L'indice du dollar a grimpé de 1,5 % depuis le début des frappes américano-israéliennes sur l'Iran le 27 février, poussant le billet vert vers le seuil des 101 qui a plafonné une fourchette de cinq points pendant près d'un an, alors que la hausse des rendements obligataires et une inflation persistante imposent un rééquilibrage hawkish de la politique de la Réserve fédérale.
« Je pense qu'il pourrait y avoir une petite cassure », a déclaré Thierry Wizman, stratège mondial FX et taux chez Macquarie Group. « Si les prix du pétrole restent élevés et que la Fed signale un resserrement, vous pourriez voir le dollar se renforcer davantage. »
Le rendement du Treasury à 10 ans a augmenté d'environ 50 points de base depuis le début du conflit fin février, tandis que le rendement à deux ans — l'échéance la plus sensible aux anticipations de taux de la Fed — a grimpé de près de 70 points de base. Les mesures basées sur le marché des anticipations d'inflation à long terme, connues sous le nom de break-evens, ont atteint un plus haut de trois ans à 2,508 % plus tôt ce mois-ci avant de s'assouplir à 2,4 %. L'indice du dollar s'échangeait pour la dernière fois à 99,13.
Une cassure durable du dollar resserrerait les conditions financières mondiales, ferait pression sur les devises des marchés émergents telles que le réal brésilien et réduirait la valeur en dollar des rendements des investissements à l'étranger pour les fonds basés aux États-Unis. La prochaine réunion du Comité fédéral de l'open market est prévue du 16 au 17 juin, et les swaps de taux au jour le jour reflètent désormais une probabilité de 40 % d'une hausse des taux — un changement radical par rapport aux anticipations d'assouplissement qui prévalaient avant le conflit.

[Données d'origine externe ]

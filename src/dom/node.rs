//! In-memory renderable-node tree.
//!
//! The capture pipeline never talks to a real browser DOM; it operates on this
//! arena-backed document model. Hosts feed it from a serialized page snapshot
//! (JSON), and the rasterizer seam receives clones of it. Nodes expose exactly
//! what the pipeline needs: children, computed styles, inline styles, pseudo
//! element styles, and scroll/client geometry.

use std::collections::BTreeMap;

use serde::{Deserialize, Serialize};

/// Handle to a node inside a [`Document`] arena.
#[derive(Debug, Clone, Copy, PartialEq, Eq, Hash)]
pub struct NodeId(pub(crate) usize);

/// Viewport-relative bounding box, in CSS pixels.
#[derive(Debug, Clone, Copy, PartialEq, Default, Serialize, Deserialize)]
pub struct Rect {
    #[serde(default)]
    pub left: f64,
    #[serde(default)]
    pub top: f64,
    #[serde(default)]
    pub width: f64,
    #[serde(default)]
    pub height: f64,
}

/// Layout metrics mirroring the client/scroll dimension split of a live DOM
/// element. `scroll_*` exceeding `client_*` means the element clips content.
#[derive(Debug, Clone, Copy, PartialEq, Eq, Default, Serialize, Deserialize)]
pub struct Geometry {
    #[serde(default)]
    pub client_width: u32,
    #[serde(default)]
    pub client_height: u32,
    #[serde(default)]
    pub scroll_width: u32,
    #[serde(default)]
    pub scroll_height: u32,
    #[serde(default, skip_serializing_if = "rect_is_zero")]
    pub rect: RectWrapper,
}

// Geometry keeps Eq for cheap comparisons in tests; the float rect lives in a
// wrapper that opts out of the Eq bound.
#[derive(Debug, Clone, Copy, PartialEq, Default, Serialize, Deserialize)]
#[serde(transparent)]
pub struct RectWrapper(pub Rect);

impl Eq for RectWrapper {}

fn rect_is_zero(r: &RectWrapper) -> bool {
    r.0 == Rect::default()
}

impl Geometry {
    pub fn rect(&self) -> Rect {
        self.rect.0
    }

    pub fn has_vertical_overflow(&self) -> bool {
        self.scroll_height > self.client_height
    }

    pub fn has_horizontal_overflow(&self) -> bool {
        self.scroll_width > self.client_width
    }
}

/// One inline style declaration value.
#[derive(Debug, Clone, PartialEq, Eq, Serialize, Deserialize)]
pub struct StyleValue {
    pub value: String,
    #[serde(default)]
    pub important: bool,
}

impl StyleValue {
    pub fn new(value: impl Into<String>) -> Self {
        Self {
            value: value.into(),
            important: false,
        }
    }

    pub fn important(value: impl Into<String>) -> Self {
        Self {
            value: value.into(),
            important: true,
        }
    }
}

/// A stylesheet attached to the document head.
///
/// `Inline { rules: None, .. }` models the cross-origin case where rule
/// enumeration is blocked and only the raw text content is readable.
#[derive(Debug, Clone, PartialEq, Eq, Serialize, Deserialize)]
#[serde(tag = "kind", rename_all = "snake_case")]
pub enum Stylesheet {
    External {
        href: String,
    },
    Inline {
        #[serde(default)]
        rules: Option<Vec<String>>,
        #[serde(default)]
        raw_text: String,
    },
}

#[derive(Debug, Clone, Default, Serialize, Deserialize)]
pub struct Node {
    pub tag: String,
    #[serde(default)]
    pub id: Option<String>,
    #[serde(default)]
    pub classes: Vec<String>,
    #[serde(default)]
    pub attributes: BTreeMap<String, String>,
    #[serde(default)]
    pub text: Option<String>,
    #[serde(default)]
    pub inline_style: BTreeMap<String, StyleValue>,
    /// Resolved style properties, as a `getComputedStyle` stand-in.
    #[serde(default)]
    pub computed: BTreeMap<String, String>,
    /// Computed styles of pseudo elements, keyed by `::before` / `::after`.
    #[serde(default)]
    pub pseudo: BTreeMap<String, BTreeMap<String, String>>,
    #[serde(default)]
    pub geometry: Geometry,
    #[serde(skip)]
    pub(crate) children: Vec<NodeId>,
    #[serde(skip)]
    pub(crate) parent: Option<NodeId>,
    #[serde(skip)]
    pub(crate) detached: bool,
}

impl Node {
    fn with_tag(tag: impl Into<String>) -> Self {
        Self {
            tag: tag.into(),
            ..Self::default()
        }
    }
}

/// Nested node description used by the page snapshot format.
#[derive(Debug, Clone, Default, Serialize, Deserialize)]
pub struct NodeSpec {
    pub tag: String,
    #[serde(default)]
    pub id: Option<String>,
    #[serde(default)]
    pub classes: Vec<String>,
    #[serde(default)]
    pub attributes: BTreeMap<String, String>,
    #[serde(default)]
    pub text: Option<String>,
    #[serde(default)]
    pub inline_style: BTreeMap<String, StyleValue>,
    #[serde(default)]
    pub computed: BTreeMap<String, String>,
    #[serde(default)]
    pub pseudo: BTreeMap<String, BTreeMap<String, String>>,
    #[serde(default)]
    pub geometry: Geometry,
    #[serde(default)]
    pub children: Vec<NodeSpec>,
}

fn default_dpr() -> f32 {
    1.0
}

/// Serialized page snapshot a host hands to the engine.
#[derive(Debug, Clone, Serialize, Deserialize)]
pub struct PageSnapshot {
    pub root: NodeSpec,
    #[serde(default)]
    pub stylesheets: Vec<Stylesheet>,
    #[serde(default = "default_dpr")]
    pub device_pixel_ratio: f32,
}

/// Arena-backed document tree plus head stylesheets.
#[derive(Debug, Clone)]
pub struct Document {
    nodes: Vec<Node>,
    root: NodeId,
    stylesheets: Vec<Stylesheet>,
    device_pixel_ratio: f32,
}

impl Default for Document {
    fn default() -> Self {
        Self::new()
    }
}

impl Document {
    /// Creates an empty document with a `body` root.
    pub fn new() -> Self {
        Self {
            nodes: vec![Node::with_tag("body")],
            root: NodeId(0),
            stylesheets: Vec::new(),
            device_pixel_ratio: 1.0,
        }
    }

    /// Builds a document from a deserialized page snapshot.
    pub fn from_snapshot(snapshot: PageSnapshot) -> Self {
        let mut doc = Self {
            nodes: Vec::new(),
            root: NodeId(0),
            stylesheets: snapshot.stylesheets,
            device_pixel_ratio: snapshot.device_pixel_ratio,
        };
        let root = doc.insert_spec(&snapshot.root, None);
        doc.root = root;
        doc
    }

    /// Parses a JSON page snapshot.
    pub fn from_snapshot_json(json: &str) -> Result<Self, serde_json::Error> {
        let snapshot: PageSnapshot = serde_json::from_str(json)?;
        Ok(Self::from_snapshot(snapshot))
    }

    fn insert_spec(&mut self, spec: &NodeSpec, parent: Option<NodeId>) -> NodeId {
        let id = NodeId(self.nodes.len());
        self.nodes.push(Node {
            tag: spec.tag.clone(),
            id: spec.id.clone(),
            classes: spec.classes.clone(),
            attributes: spec.attributes.clone(),
            text: spec.text.clone(),
            inline_style: spec.inline_style.clone(),
            computed: spec.computed.clone(),
            pseudo: spec.pseudo.clone(),
            geometry: spec.geometry,
            children: Vec::new(),
            parent,
            detached: false,
        });
        for child in &spec.children {
            let child_id = self.insert_spec(child, Some(id));
            self.nodes[id.0].children.push(child_id);
        }
        id
    }

    pub fn root(&self) -> NodeId {
        self.root
    }

    pub fn device_pixel_ratio(&self) -> f32 {
        self.device_pixel_ratio
    }

    pub fn node(&self, id: NodeId) -> &Node {
        &self.nodes[id.0]
    }

    pub fn node_mut(&mut self, id: NodeId) -> &mut Node {
        &mut self.nodes[id.0]
    }

    pub fn create_element(&mut self, tag: impl Into<String>) -> NodeId {
        let id = NodeId(self.nodes.len());
        let mut node = Node::with_tag(tag);
        node.detached = true;
        self.nodes.push(node);
        id
    }

    pub fn append_child(&mut self, parent: NodeId, child: NodeId) {
        self.detach(child);
        self.nodes[child.0].parent = Some(parent);
        self.nodes[child.0].detached = false;
        self.nodes[parent.0].children.push(child);
    }

    /// Detaches a node from its parent. The arena slot stays allocated; the
    /// node is simply unreachable from the root afterwards.
    pub fn remove_node(&mut self, id: NodeId) {
        self.detach(id);
        self.nodes[id.0].detached = true;
    }

    fn detach(&mut self, id: NodeId) {
        if let Some(parent) = self.nodes[id.0].parent.take() {
            self.nodes[parent.0].children.retain(|&c| c != id);
        }
    }

    pub fn is_attached(&self, id: NodeId) -> bool {
        !self.nodes[id.0].detached
    }

    pub fn parent(&self, id: NodeId) -> Option<NodeId> {
        self.nodes[id.0].parent
    }

    pub fn children(&self, id: NodeId) -> &[NodeId] {
        &self.nodes[id.0].children
    }

    /// 1-based position among the parent's children, as used by
    /// `:nth-child()` selectors. Roots count as the first child.
    pub fn nth_child_index(&self, id: NodeId) -> usize {
        match self.parent(id) {
            Some(parent) => {
                self.children(parent)
                    .iter()
                    .position(|&c| c == id)
                    .unwrap_or(0)
                    + 1
            }
            None => 1,
        }
    }

    /// Depth-first traversal of a subtree, including `id` itself.
    pub fn descendants(&self, id: NodeId) -> Vec<NodeId> {
        let mut out = Vec::new();
        let mut stack = vec![id];
        while let Some(current) = stack.pop() {
            out.push(current);
            for &child in self.children(current).iter().rev() {
                stack.push(child);
            }
        }
        out
    }

    /// Walks up from `id` looking for an ancestor (or `id` itself) that
    /// satisfies the predicate, like `Element.closest`.
    pub fn closest(&self, id: NodeId, predicate: impl Fn(&Node) -> bool) -> Option<NodeId> {
        let mut current = Some(id);
        while let Some(node_id) = current {
            if predicate(self.node(node_id)) {
                return Some(node_id);
            }
            current = self.parent(node_id);
        }
        None
    }

    pub fn find_by_id(&self, element_id: &str) -> Option<NodeId> {
        self.descendants(self.root)
            .into_iter()
            .find(|&n| self.node(n).id.as_deref() == Some(element_id))
    }

    pub fn first_by_tag(&self, tag: &str) -> Option<NodeId> {
        self.descendants(self.root)
            .into_iter()
            .find(|&n| self.node(n).tag.eq_ignore_ascii_case(tag))
    }

    /// All attached nodes carrying the given attribute.
    pub fn nodes_with_attribute(&self, name: &str) -> Vec<NodeId> {
        self.descendants(self.root)
            .into_iter()
            .filter(|&n| self.node(n).attributes.contains_key(name))
            .collect()
    }

    // --- class helpers ---

    pub fn has_class(&self, id: NodeId, class: &str) -> bool {
        self.node(id).classes.iter().any(|c| c == class)
    }

    pub fn add_class(&mut self, id: NodeId, class: &str) {
        if !self.has_class(id, class) {
            self.node_mut(id).classes.push(class.to_string());
        }
    }

    pub fn remove_class(&mut self, id: NodeId, class: &str) {
        self.node_mut(id).classes.retain(|c| c != class);
    }

    // --- style helpers ---

    pub fn computed_style(&self, id: NodeId, property: &str) -> Option<&str> {
        self.node(id).computed.get(property).map(String::as_str)
    }

    pub fn pseudo_style(&self, id: NodeId, pseudo: &str, property: &str) -> Option<&str> {
        self.node(id)
            .pseudo
            .get(pseudo)
            .and_then(|props| props.get(property))
            .map(String::as_str)
    }

    pub fn inline_style(&self, id: NodeId, property: &str) -> Option<&StyleValue> {
        self.node(id).inline_style.get(property)
    }

    pub fn set_inline_style(&mut self, id: NodeId, property: &str, value: StyleValue) {
        self.node_mut(id)
            .inline_style
            .insert(property.to_string(), value);
    }

    /// Sets or clears an inline style property; clearing matches restoring a
    /// snapshot entry that was absent before the capture mutated it.
    pub fn set_or_clear_inline_style(
        &mut self,
        id: NodeId,
        property: &str,
        value: Option<StyleValue>,
    ) {
        match value {
            Some(v) => self.set_inline_style(id, property, v),
            None => {
                self.node_mut(id).inline_style.remove(property);
            }
        }
    }

    // --- attribute helpers ---

    pub fn attribute(&self, id: NodeId, name: &str) -> Option<&str> {
        self.node(id).attributes.get(name).map(String::as_str)
    }

    pub fn set_attribute(&mut self, id: NodeId, name: &str, value: &str) {
        self.node_mut(id)
            .attributes
            .insert(name.to_string(), value.to_string());
    }

    pub fn set_text(&mut self, id: NodeId, text: impl Into<String>) {
        self.node_mut(id).text = Some(text.into());
    }

    // --- stylesheets ---

    pub fn stylesheets(&self) -> &[Stylesheet] {
        &self.stylesheets
    }

    pub fn push_stylesheet(&mut self, sheet: Stylesheet) {
        self.stylesheets.push(sheet);
    }

    pub fn clear_stylesheets(&mut self) {
        self.stylesheets.clear();
    }
}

Le mécanisme de transmission est simple : la hausse des prix du pétrole due à la perturbation des flux de brut à travers le détroit d'Ormuz — qui traite environ 21 % du commerce maritime mondial de pétrole — a fait grimper les chiffres de l'inflation sous-jacente et contraint les investisseurs à exiger une compensation plus élevée pour détenir des obligations à long terme. Cela a élargi l'avantage de rendement des actifs libellés en dollar par rapport à ceux d'Europe et du Japon.

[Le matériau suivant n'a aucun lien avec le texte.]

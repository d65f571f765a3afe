//! Trait seams for the capture pipeline's external collaborators.
//!
//! The orchestrator and dispatcher only ever talk to these traits; native
//! implementations live in sibling modules and tests substitute mocks.

use std::path::PathBuf;
use std::sync::Arc;
use std::time::Duration;

use async_trait::async_trait;

use crate::capture::{
    clipboard::{self, ClipboardCapabilities},
    file,
    raster,
    types::{ClipboardWriteError, RenderError},
};
use crate::dom::{Document, NodeId};

/// Options forwarded to the rasterizer for one render.
#[derive(Debug, Clone)]
pub struct RenderOptions {
    pub use_cors: bool,
    pub allow_taint: bool,
    /// Background fill, or `None` to keep transparency.
    pub background: Option<&'static str>,
    /// Output scale factor, typically the device pixel ratio.
    pub scale: f32,
    /// How long the rasterizer may wait for external images.
    pub image_timeout: Duration,
}

/// Hook invoked on the rasterizer's cloned document before painting. The
/// arguments are the clone and the target's counterpart inside it.
pub type CloneHook<'a> = &'a (dyn Fn(&mut Document, NodeId) + Send + Sync);

/// Black-box renderer turning a document subtree into pixels.
#[async_trait]
pub trait Rasterizer: Send + Sync {
    /// Renders `target` within `page`. Implementations must clone the
    /// document, run `prepare` on the clone, and paint from the clone so the
    /// live tree is never disturbed.
    async fn render(
        &self,
        page: &Document,
        target: NodeId,
        options: &RenderOptions,
        prepare: CloneHook<'_>,
    ) -> Result<Box<dyn RasterImage>, RenderError>;
}

/// Rendered bitmap produced by a [`Rasterizer`].
#[async_trait]
pub trait RasterImage: Send + Sync {
    fn width(&self) -> u32;
    fn height(&self) -> u32;

    /// Encodes the image as PNG. `None` means the conversion failed, which
    /// the clipboard workflow reports as a conversion error rather than a
    /// panic or a propagated fault.
    async fn to_png(&self) -> Option<Vec<u8>>;
}

/// PNG payload staged for a clipboard write.
#[derive(Debug, Clone)]
pub struct ClipboardItem {
    pub mime: &'static str,
    pub bytes: Vec<u8>,
}

/// Platform clipboard behind the dispatcher's delivery workflow.
#[async_trait]
pub trait ClipboardSink: Send + Sync {
    /// Reports which parts of the clipboard surface are usable. Checked
    /// before every delivery attempt; results are never cached.
    fn capabilities(&self) -> ClipboardCapabilities;

    /// Packages encoded PNG bytes into a writable item.
    fn create_item(&self, png: Vec<u8>) -> Result<ClipboardItem, ClipboardWriteError>;

    async fn write(&self, item: ClipboardItem) -> Result<(), ClipboardWriteError>;
}

/// Abstraction over saving an encoded capture to disk.
pub trait FileSaver: Send + Sync {
    fn save(&self, image_data: &[u8], filename: &str) -> std::io::Result<PathBuf>;
}

/// Font subsystem consulted during the pre-render settle phase.
#[async_trait]
pub trait FontLoader: Send + Sync {
    /// Resolves once declared fonts have finished loading. Implementations
    /// must not fail; an unavailable font API resolves immediately.
    async fn ready(&self);

    /// Forces a glyph from the named family to be rasterized at least once,
    /// warming lazily-loaded icon fonts.
    fn warm_glyph(&self, family: &str);
}

/// Bundle of dependencies used by the capture pipeline. Each component can be mocked in tests.
#[derive(Clone)]
pub struct CaptureDependencies {
    pub rasterizer: Arc<dyn Rasterizer>,
    pub clipboard: Arc<dyn ClipboardSink>,
    pub saver: Arc<dyn FileSaver>,
    pub fonts: Arc<dyn FontLoader>,
}

impl Default for CaptureDependencies {
    fn default() -> Self {
        Self {
            rasterizer: Arc::new(raster::FlatRasterizer),
            clipboard: Arc::new(clipboard::SystemClipboard::from_env()),
            saver: Arc::new(file::DownloadsSaver::default()),
            fonts: Arc::new(SettledFonts),
        }
    }
}

/// Font loader for headless use: nothing loads lazily, so `ready` resolves
/// immediately and glyph warming is a no-op.
struct SettledFonts;

#[async_trait]
impl FontLoader for SettledFonts {
    async fn ready(&self) {}

    fn warm_glyph(&self, family: &str) {
        log::trace!("glyph warm requested for '{family}' (fonts already settled)");
    }
}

« Au cours des dernières semaines, nous avons tactiquement légèrement augmenté notre pondération en dollar », a déclaré Oliver Shale, spécialiste des investissements pour les États-Unis chez Ruffer Investments. « Sans fin en vue à la crise et avec des preuves de pressions inflationnistes qui se répercutent dans les données, il devient de plus en plus difficile de passer outre ce choc initial. »
Les écarts de taux s'élargissent en faveur du dollar
L'écart de rendement des obligations à 10 ans entre les États-Unis et l'Allemagne s'est considérablement creusé depuis le début de la guerre, reflétant à la fois la résilience relative de l'économie américaine face au choc énergétique et la posture plus agressive de la Réserve fédérale dans la lutte contre l'inflation. L'euro, qui offre un rendement inférieur à celui du dollar, a supporté le poids de cette divergence.
« Je pense que tant que les données justifient un élargissement des spreads en faveur du dollar par rapport à l'Europe ou au Japon, la trajectoire naturelle du dollar est de continuer à monter », a déclaré Shahab Jalinoos, responsable de la recherche G10 FX chez UBS.
Même les investisseurs qui ont une vision baissière à long terme du dollar ont tempéré leur position. « Notre position a été en moyenne négative sur le dollar... mais tactiquement, nous avons été plutôt proches du neutre », a déclaré Ugo Lancioni, responsable mondial des changes chez Neuberger Berman.
La carte imprévisible de l'Iran
Le principal risque pour la hausse du dollar est une résolution diplomatique. Les États-Unis et l'Iran ont conclu un accord sur un protocole d'entente de 60 jours pour prolonger le cessez-le-feu et lancer des négociations nucléaires, a rapporté Axios jeudi, bien que le président Donald Trump doive encore donner son approbation finale. Un accord durable réduirait simultanément la demande de valeur refuge pour le billet vert et abaisserait les anticipations d'inflation en assouplissant les contraintes d'approvisionnement en pétrole.
« Qui sait ce qui se passera sur le front géopolitique, mais la voie de moindre résistance est, à notre avis, vers un dollar plus fort contre les devises à faible rendement comme le yen et l'euro », a déclaré Jalinoos.
La dernière fois que le dollar s'est échangé durablement au-dessus de 101, c'était fin 2024, avant que la Fed n'entame son cycle d'assouplissement. Une cassure décisive au-dessus de ce niveau marquerait la plus forte hausse du dollar depuis les premiers stades de la précédente campagne de hausse des taux en 2022-2023.